The authors examined mice with two types of cancer: pancreatic ductal adenocarcinoma, (a malignant tumor of the pancreas) and lung cancer. The two types of mice were subjected to a diet that restricted calories by 40% by reducing carbohydrates for 25 days, or in alternative to a 20 day ketogenic diet consisting of a normal number of calories but made up of a 90% fat intake, 9% protein and 1% carbohydrate. The researchers found that both diets led to a similar result in decreasing glucose levels in the blood, but that the calorie-restricting diet reduced tumor growth to a greater extent than the ketogenic diet.

 

Glucose levels are important for the survival and growth of many types of cancer, to the point that glucose metabolism is considered a target for anticancer therapy.

 

However, only the calorie-restricting diet had effects on tumor growth, as it reduced the availability of glucose to cancer cells.

 

The authors also considered whether, in addition to glucose, other nutrients influenced the anticancer effects of the calorie-restricting diet, in particular, the concentration of fatty acids in the blood and in the tumor.
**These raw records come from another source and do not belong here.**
use annotext::{Annotation, Document};
use criterion::{Criterion, black_box, criterion_group, criterion_main};

/// A few thousand code units of paragraphs with overlapping inline marks.
fn sample_document() -> Document {
    let paragraph = "The quick brown fox jumps over the lazy dog and keeps running.\n";
    let mut content = String::new();
    let mut annotations = Vec::new();
    for index in 0..64 {
        let start = content.chars().count();
        content.push_str(paragraph);
        let end = content.chars().count();
        annotations.push(Annotation::new("paragraph", start, end));
        annotations.push(Annotation::parse_token(end - 1, end));
        annotations.push(Annotation::new("bold", start + 4, start + 20));
        annotations.push(Annotation::new("italic", start + 10, start + 35));
        if index % 4 == 0 {
            annotations.push(
                Annotation::new("link", start + 30, start + 50)
                    .with_attribute("url", "https://example.com"),
            );
        }
    }
    Document::from_parts(content, annotations).unwrap()
}

fn bench_normalize(c: &mut Criterion) {
    let doc = sample_document();
    c.bench_function("normalize", |b| b.iter(|| black_box(doc.normalize().unwrap())));
}

fn bench_render(c: &mut Criterion) {
    let doc = sample_document();
    c.bench_function("to_commonmark", |b| {
        b.iter(|| black_box(doc.to_commonmark().unwrap()))
    });
}

fn bench_insert_text(c: &mut Criterion) {
    let doc = sample_document();
    c.bench_function("insert_text", |b| {
        b.iter(|| {
            let mut working = doc.clone();
            let _ = working.insert_text(1000, "x", false);
            black_box(working);
        })
    });
}

criterion_group!(benches, bench_normalize, bench_render, bench_insert_text);
criterion_main!(benches);
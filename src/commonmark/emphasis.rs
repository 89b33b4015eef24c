//! Delimiter choice for bold and italic.
//!
//! Whether `*` or `_` closes an emphasis depends on the characters on both
//! sides of each delimiter run, and runs of the same character that touch
//! merge into one. The writer first lays inline content out as pieces with
//! every delimiter left open, then [`choose`] picks characters by replaying
//! CommonMark's delimiter pairing over the pieces and keeping the choice
//! under which every emphasis pairs with its own closer.

/// Inline output before delimiter characters are fixed.
#[derive(Debug, Clone, PartialEq, Eq)]
pub(super) enum Piece {
    Text(String),
    /// Hard line break, written as a backslash and a newline.
    Break,
    /// Opening or closing delimiter of the emphasis with this index.
    Delim(usize),
}

#[derive(Debug, Clone, Copy, PartialEq, Eq)]
pub(super) struct Mark {
    pub ch: char,
    pub width: usize,
}

impl Mark {
    pub(super) fn new(width: usize) -> Self {
        Self { ch: '*', width }
    }
}

fn flip(ch: char) -> char {
    if ch == '*' { '_' } else { '*' }
}

/// Picks a delimiter character for every mark in `pieces`. `before` and
/// `after` are the characters around the pieces, `None` for a line edge.
pub(super) fn choose(
    pieces: &[Piece],
    marks: &mut [Mark],
    before: Option<char>,
    after: Option<char>,
) {
    let wanted = pieces
        .iter()
        .filter(|piece| matches!(piece, Piece::Delim(_)))
        .count()
        / 2;

    let mut best = score(pieces, marks, before, after);
    while best < wanted {
        let mut improved = false;
        for index in (0..marks.len()).rev() {
            marks[index].ch = flip(marks[index].ch);
            let found = score(pieces, marks, before, after);
            if found > best {
                best = found;
                improved = true;
            } else {
                marks[index].ch = flip(marks[index].ch);
            }
        }
        if !improved {
            tracing::debug!(paired = best, wanted, "emphasis delimiters may not re-parse");
            break;
        }
    }
}

fn score(pieces: &[Piece], marks: &[Mark], before: Option<char>, after: Option<char>) -> usize {
    paired(&mut runs(pieces, marks, before, after), marks)
}

/// A maximal run of touching delimiters with the same character.
#[derive(Debug)]
struct Run {
    ch: char,
    len: usize,
    can_open: bool,
    can_close: bool,
    /// Owning mark of each delimiter character, left to right.
    units: Vec<usize>,
    front: usize,
    back: usize,
}

impl Run {
    fn remaining(&self) -> usize {
        self.back - self.front
    }
}

fn first_char(piece: &Piece, marks: &[Mark]) -> Option<char> {
    match piece {
        Piece::Text(text) => text.chars().next(),
        Piece::Break => Some('\\'),
        Piece::Delim(mark) => Some(marks[*mark].ch),
    }
}

fn last_char(piece: &Piece, marks: &[Mark]) -> Option<char> {
    match piece {
        Piece::Text(text) => text.chars().next_back(),
        Piece::Break => Some('\n'),
        Piece::Delim(mark) => Some(marks[*mark].ch),
    }
}

fn is_space(ch: Option<char>) -> bool {
    ch.is_none_or(char::is_whitespace)
}

fn is_punctuation(ch: Option<char>) -> bool {
    ch.is_some_and(|ch| ch.is_ascii_punctuation())
}

/// Left- and right-flanking rules, returning `(can_open, can_close)`.
fn flanking(ch: char, prev: Option<char>, next: Option<char>) -> (bool, bool) {
    let left =
        !is_space(next) && (!is_punctuation(next) || is_space(prev) || is_punctuation(prev));
    let right =
        !is_space(prev) && (!is_punctuation(prev) || is_space(next) || is_punctuation(next));
    if ch == '_' {
        (
            left && (!right || is_punctuation(prev)),
            right && (!left || is_punctuation(next)),
        )
    } else {
        (left, right)
    }
}

fn runs(pieces: &[Piece], marks: &[Mark], before: Option<char>, after: Option<char>) -> Vec<Run> {
    let mut runs = Vec::new();
    let mut index = 0;
    while index < pieces.len() {
        let Piece::Delim(mark) = pieces[index] else {
            index += 1;
            continue;
        };
        let ch = marks[mark].ch;
        let start = index;
        let mut units = Vec::new();
        while let Some(&Piece::Delim(mark)) = pieces.get(index) {
            if marks[mark].ch != ch {
                break;
            }
            units.extend(std::iter::repeat_n(mark, marks[mark].width));
            index += 1;
        }

        let prev = match start.checked_sub(1) {
            Some(previous) => last_char(&pieces[previous], marks),
            None => before,
        };
        let next = match pieces.get(index) {
            Some(piece) => first_char(piece, marks),
            None => after,
        };
        let (can_open, can_close) = flanking(ch, prev, next);
        runs.push(Run {
            ch,
            len: units.len(),
            can_open,
            can_close,
            front: 0,
            back: units.len(),
            units,
        });
    }
    runs
}

/// Runs that can both open and close only pair when their combined length
/// is not a multiple of three, unless both lengths are.
fn odd_match(opener: &Run, closer: &Run) -> bool {
    (opener.can_close || closer.can_open)
        && (opener.len + closer.len) % 3 == 0
        && !(opener.len % 3 == 0 && closer.len % 3 == 0)
}

/// Replays emphasis pairing over `runs` and counts the marks whose opening
/// and closing delimiters end up paired with each other.
fn paired(runs: &mut [Run], marks: &[Mark]) -> usize {
    let mut paired = 0;
    let mut live = vec![true; runs.len()];

    for closer in 0..runs.len() {
        if !runs[closer].can_close {
            continue;
        }
        while runs[closer].remaining() > 0 {
            let Some(opener) = (0..closer).rev().find(|&opener| {
                let run = &runs[opener];
                live[opener]
                    && run.can_open
                    && run.remaining() > 0
                    && run.ch == runs[closer].ch
                    && !odd_match(run, &runs[closer])
            }) else {
                break;
            };

            let used = if runs[opener].remaining() >= 2 && runs[closer].remaining() >= 2 {
                2
            } else {
                1
            };
            let open = &runs[opener];
            let close = &runs[closer];
            let opened = &open.units[open.back - used..open.back];
            let closed = &close.units[close.front..close.front + used];
            let mark = opened[0];
            let whole = marks[mark].width == used;
            if whole && opened.iter().chain(closed).all(|&unit| unit == mark) {
                paired += 1;
            }

            runs[opener].back -= used;
            runs[closer].front += used;
            for between in &mut live[opener + 1..closer] {
                *between = false;
            }
        }
    }
    paired
}

#[cfg(test)]
mod tests {
    use super::*;

    fn text(value: &str) -> Piece {
        Piece::Text(value.to_string())
    }

    fn render(pieces: &[Piece], marks: &[Mark]) -> String {
        let mut out = String::new();
        for piece in pieces {
            match piece {
                Piece::Text(text) => out.push_str(text),
                Piece::Break => out.push_str("\\\n"),
                Piece::Delim(mark) => {
                    out.extend(std::iter::repeat_n(marks[*mark].ch, marks[*mark].width))
                }
            }
        }
        out
    }

    fn chosen(pieces: &[Piece], mut marks: Vec<Mark>) -> String {
        choose(pieces, &mut marks, None, None);
        render(pieces, &marks)
    }

    #[test]
    fn test_flanking() {
        assert_eq!(flanking('*', None, Some('a')), (true, false));
        assert_eq!(flanking('*', Some('a'), Some('b')), (true, true));
        assert_eq!(flanking('_', Some('a'), Some('b')), (false, false));
        assert_eq!(flanking('_', Some('*'), Some('b')), (true, false));
        assert_eq!(flanking('_', Some('a'), Some('*')), (false, true));
        assert_eq!(flanking('*', Some('a'), Some('(')), (false, true));
    }

    #[test]
    fn test_plain_emphasis_keeps_stars() {
        let pieces = [
            text("a "),
            Piece::Delim(0),
            text("b"),
            Piece::Delim(0),
            text(" c"),
        ];
        assert_eq!(chosen(&pieces, vec![Mark::new(2)]), "a **b** c");
    }

    #[test]
    fn test_closer_then_opener_followed_by_letter() {
        // bold(abc italic(def)) italic(ghi) j
        let pieces = [
            Piece::Delim(0),
            text("abc"),
            Piece::Delim(1),
            text("def"),
            Piece::Delim(1),
            Piece::Delim(0),
            Piece::Delim(2),
            text("ghi"),
            Piece::Delim(2),
            text("j"),
        ];
        let marks = vec![Mark::new(2), Mark::new(1), Mark::new(1)];
        assert_eq!(chosen(&pieces, marks), "__abc*def*__*ghi*j");
    }

    #[test]
    fn test_nested_at_same_start() {
        let pieces = [
            Piece::Delim(0),
            Piece::Delim(1),
            text("x"),
            Piece::Delim(1),
            text("y"),
            Piece::Delim(0),
        ];
        assert_eq!(
            chosen(&pieces, vec![Mark::new(2), Mark::new(1)]),
            "***x*y**"
        );
    }

    #[test]
    fn test_identical_ranges_switch_inner_delimiter() {
        let pieces = [
            Piece::Delim(0),
            Piece::Delim(1),
            text("both"),
            Piece::Delim(1),
            Piece::Delim(0),
        ];
        assert_eq!(
            chosen(&pieces, vec![Mark::new(2), Mark::new(1)]),
            "**_both_**"
        );
    }

    #[test]
    fn test_pairing_counts_only_intended_pairs() {
        let pieces = [
            Piece::Delim(0),
            Piece::Delim(1),
            text("x"),
            Piece::Delim(1),
            Piece::Delim(0),
        ];
        let marks = [Mark::new(2), Mark::new(1)];
        assert_eq!(paired(&mut runs(&pieces, &marks, None, None), &marks), 0);
    }
}
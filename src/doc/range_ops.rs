//! Range adjustment rules for text edits.
//!
//! These are the default, per-annotation rules the document store applies
//! when content changes. They are public so that custom
//! [`Transform`](crate::core::Transform) implementations can fall back to
//! them for the cases they do not override.

use crate::core::Annotation;

/// Outcome of adjusting an annotation for a deletion.
#[derive(Debug, Clone, Copy, PartialEq, Eq)]
pub enum DeleteEffect {
    Unchanged,
    Shifted,
    Trimmed,
    /// The deletion covered the whole annotation; it is now zero length.
    Collapsed,
}

/// Default insertion rule for `len` code units spliced in at `position`.
pub fn apply_insert(
    annotation: &mut Annotation,
    position: usize,
    len: usize,
    preserve_adjacent_boundaries: bool,
) {
    if position < annotation.start {
        annotation.start += len;
        annotation.end += len;
    } else if position > annotation.start && position < annotation.end {
        annotation.end += len;
    } else if position == annotation.start {
        if !preserve_adjacent_boundaries {
            annotation.start += len;
        }
        annotation.end += len;
    } else if position == annotation.end && !preserve_adjacent_boundaries {
        annotation.end += len;
    }
}

/// Deletion rule for the range `[start, end)`.
pub fn apply_delete(annotation: &mut Annotation, start: usize, end: usize) -> DeleteEffect {
    let length = end - start;

    if annotation.end < start {
        return DeleteEffect::Unchanged;
    }

    if end < annotation.start {
        annotation.start -= length;
        annotation.end -= length;
        return DeleteEffect::Shifted;
    }

    if end < annotation.end {
        if start > annotation.start {
            annotation.end -= length;
        } else {
            annotation.start = start;
            annotation.end -= length;
        }
        DeleteEffect::Trimmed
    } else if start <= annotation.start {
        annotation.start = start;
        annotation.end = start;
        DeleteEffect::Collapsed
    } else {
        annotation.end = start;
        DeleteEffect::Trimmed
    }
}

/// Rule for every annotation other than the one whose range
/// `[old_start, old_end)` was replaced by a single placeholder.
///
/// Offsets at or past `old_end` move left by `old_len - 1`; offsets strictly
/// inside the replaced range clamp to the end of the placeholder.
pub fn apply_collapse(annotation: &mut Annotation, old_start: usize, old_end: usize) {
    annotation.start = collapse_offset(annotation.start, old_start, old_end);
    annotation.end = collapse_offset(annotation.end, old_start, old_end);
}

fn collapse_offset(offset: usize, old_start: usize, old_end: usize) -> usize {
    if offset >= old_end {
        offset + 1 - (old_end - old_start)
    } else if offset > old_start {
        old_start + 1
    } else {
        offset
    }
}

#[cfg(test)]
mod tests {
    use super::*;

    fn span(start: usize, end: usize) -> Annotation {
        Annotation::new("bold", start, end)
    }

    fn bounds(annotation: &Annotation) -> (usize, usize) {
        (annotation.start, annotation.end)
    }

    #[test]
    fn test_insert_before_shifts() {
        let mut a = span(5, 8);
        apply_insert(&mut a, 2, 3, false);
        assert_eq!(bounds(&a), (8, 11));
    }

    #[test]
    fn test_insert_inside_extends() {
        let mut a = span(5, 8);
        apply_insert(&mut a, 6, 3, true);
        assert_eq!(bounds(&a), (5, 11));
    }

    #[test]
    fn test_insert_at_end_respects_preserve() {
        let mut a = span(5, 8);
        apply_insert(&mut a, 8, 2, false);
        assert_eq!(bounds(&a), (5, 10));

        let mut b = span(5, 8);
        apply_insert(&mut b, 8, 2, true);
        assert_eq!(bounds(&b), (5, 8));
    }

    #[test]
    fn test_insert_after_is_ignored() {
        let mut a = span(1, 3);
        apply_insert(&mut a, 7, 2, false);
        assert_eq!(bounds(&a), (1, 3));
    }

    #[test]
    fn test_insert_at_zero_length_marker() {
        let mut a = span(4, 4);
        apply_insert(&mut a, 4, 2, false);
        assert_eq!(bounds(&a), (6, 6));

        let mut b = span(4, 4);
        apply_insert(&mut b, 4, 2, true);
        assert_eq!(bounds(&b), (4, 6));
    }

    #[test]
    fn test_delete_cases() {
        let mut before = span(0, 2);
        assert_eq!(apply_delete(&mut before, 4, 6), DeleteEffect::Unchanged);
        assert_eq!(bounds(&before), (0, 2));

        let mut after = span(8, 10);
        assert_eq!(apply_delete(&mut after, 4, 6), DeleteEffect::Shifted);
        assert_eq!(bounds(&after), (6, 8));

        let mut around = span(2, 10);
        assert_eq!(apply_delete(&mut around, 4, 6), DeleteEffect::Trimmed);
        assert_eq!(bounds(&around), (2, 8));

        let mut head = span(5, 10);
        assert_eq!(apply_delete(&mut head, 3, 7), DeleteEffect::Trimmed);
        assert_eq!(bounds(&head), (3, 6));

        let mut covered = span(4, 6);
        assert_eq!(apply_delete(&mut covered, 3, 7), DeleteEffect::Collapsed);
        assert_eq!(bounds(&covered), (3, 3));

        let mut tail = span(2, 6);
        assert_eq!(apply_delete(&mut tail, 4, 8), DeleteEffect::Trimmed);
        assert_eq!(bounds(&tail), (2, 4));
    }

    #[test]
    fn test_delete_touching_end_keeps_range() {
        let mut a = span(2, 4);
        apply_delete(&mut a, 4, 6);
        assert_eq!(bounds(&a), (2, 4));
    }

    #[test]
    fn test_collapse_offsets() {
        // "ab[cdef]gh" -> "ab\u{FFFC}gh"
        let mut after = span(6, 8);
        apply_collapse(&mut after, 2, 6);
        assert_eq!(bounds(&after), (3, 5));

        let mut around = span(0, 8);
        apply_collapse(&mut around, 2, 6);
        assert_eq!(bounds(&around), (0, 5));

        let mut inner = span(3, 5);
        apply_collapse(&mut inner, 2, 6);
        assert_eq!(bounds(&inner), (3, 3));

        let mut before = span(0, 2);
        apply_collapse(&mut before, 2, 6);
        assert_eq!(bounds(&before), (0, 2));
    }

    #[test]
    fn test_collapse_empty_range_grows_by_one() {
        let mut after = span(2, 4);
        apply_collapse(&mut after, 2, 2);
        assert_eq!(bounds(&after), (3, 5));
    }
}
As expected, the ketogenic diet led to high concentration levels, unlike the calorie restricting diet, suggesting the possibility that some fatty acids support tumor growth. Both diets reduced the activity of an enzyme necessary for cancer cells to proliferate in a fat-free environment, however, only the calorie-restricting diet reduced levels of unsaturated fats (the “healthy” fats) and affected the ratio of unsaturated and saturated fats (the “bad ones”), suggesting that their imbalance affects tumor growth.

 

In order to better understand this mechanism, the authors gave the mice a low-calorie diet, but high in fat, in the form of palm oil; thus the ratio of unsaturated to saturated fat returns to that of mice following the normal diet. This partially blocked the effect of calorie restriction on tumor growth. In fact, although the calorie-restricted diet was effective against pancreatic and lung cancer, the addition of palm oil (and more generally fat) stopped the effects of the diet on pancreatic cancer growth.

 

WHAT’S NEW ABOUT THIS STUDY

 

This discovery underlines the need to combine calorie restricting diets with highly effective drugs against various cancers. In fact, the long-term calorie restricting diet or the more restrictive, fasting mimicking diet (periodic cycles of a diet capable of limiting the metabolic changes induced by water-only fasting), are effective against a wide range of cancers because they reduce the levels of glucose and proteins, such as insulin, IGF-1, leptin and ferritin, and in addition, they also alter the availability of amino acids and fats.

 

A study in mice found that fasting cycles act in a similar way to a chemotherapy drug (gemcitabine) that delays the growth of pancreatic tumors, however, only by combining fasting and gemcitabine a strong effect in inhibiting the progression of pancreatic cancer was obtained.

 

Therefore, the study by Lien and colleagues highlights how low-calorie diets, but not ketogenic diets, can compromise the growth of specific tumors, paving the way for further research aimed at estimating the involvement of other metabolites in the survival of cancer cells.